Post by bystander » Sat Dec 24, 2011 6:24 pm

Earths II and III
Smithsonian Astrophysical Observatory
Weekly Science Update | 2011 Dec 23
A large team of scientists led by CfA astronomer Francois Fressin, and including ten other CfA astronomers, last week announced the dramatic discovery of two Earth-sized planets around another star. For the scientists, the discovery capped two and one-half years of searching, since the launch of the Kepler satellite in March 2009 began the production of a steady stream of data on exoplanets. For the rest of us, the discovery capped about two and one-half millenia of searching - roughly since Anaxagoras and Democritus argued from their philosophical principles that there ought to be other Earths in the cosmos.
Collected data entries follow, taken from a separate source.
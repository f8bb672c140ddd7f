use std::time::Duration;
use tracing::{Span, field};
use tracing_subscriber::prelude::*;
use tracing_subscriber::{EnvFilter, fmt};

pub fn init_tracing(json: bool) {
    let env_filter = EnvFilter::try_from_default_env().unwrap_or_else(|_| EnvFilter::new("info"));

    let base = fmt::layer()
        .with_target(true)
        .with_thread_ids(true)
        .with_line_number(true)
        .with_file(true)
        .with_span_events(fmt::format::FmtSpan::CLOSE);

    if json {
        tracing_subscriber::registry()
            .with(env_filter)
            .with(base.json())
            .init();
    } else {
        tracing_subscriber::registry()
            .with(env_filter)
            .with(base.pretty())
            .init();
    }
}

pub fn root_span(name: &'static str) -> Span {
    tracing::info_span!(
        "root",
        name = %name,
        user_id = field::Empty,
        operation_id = field::Empty
    )
}

pub fn annotate_span(user_id: &str, operation_id: Option<&str>) {
    let span = Span::current();
    span.record("user_id", field::display(user_id));
    if let Some(id) = operation_id {
        span.record("operation_id", field::display(id));
    }
}

/// Runs `fut`, logging a `performance` warning if it exceeds `max`.
pub async fn warn_if_slow<F, T>(label: &'static str, max: Duration, fut: F) -> T
where
    F: std::future::Future<Output = T>,
{
    let start = std::time::Instant::now();
    let out = fut.await;
    let elapsed = start.elapsed();
    if elapsed > max {
        tracing::warn!(
            target: "performance",
            label = label,
            elapsed_ms = elapsed.as_millis() as u64,
            "slow operation detected"
        );
    }
    out
}
pub mod dispatcher;
pub mod handlers;
pub mod types;
pub mod worker;

pub use dispatcher::Dispatcher;
pub use types::{Lane, QueuedTask};
pub use worker::{TaskHandler, Worker};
The two planets, both discovered orbiting a sun-like star called Kepler-20, have sizes respectively of 0.87 and 1.03 Earth-radii. Their masses are more uncertain, but if they are rocky planets calculations estimate that they should have about three times the Earth's mass. Neither planet, however, is Earth-like. Unlike the larger Kepler-22b planet announced last month, which orbits its star in the habitable zone, these two Earth-sized objects orbit very close to their star, and so have surface temperatures exceeding 1000 Celsius.

The new paper describing the planets, which is scheduled to appear in the journal Nature, also discusses the orbital parameters of the objects and their likely composition, and speculates on the possibility that a stable atmosphere could be present. But whether or not the details are corroborated, it is clear that the new results usher in a dramatic new phase in the study of exoplanets.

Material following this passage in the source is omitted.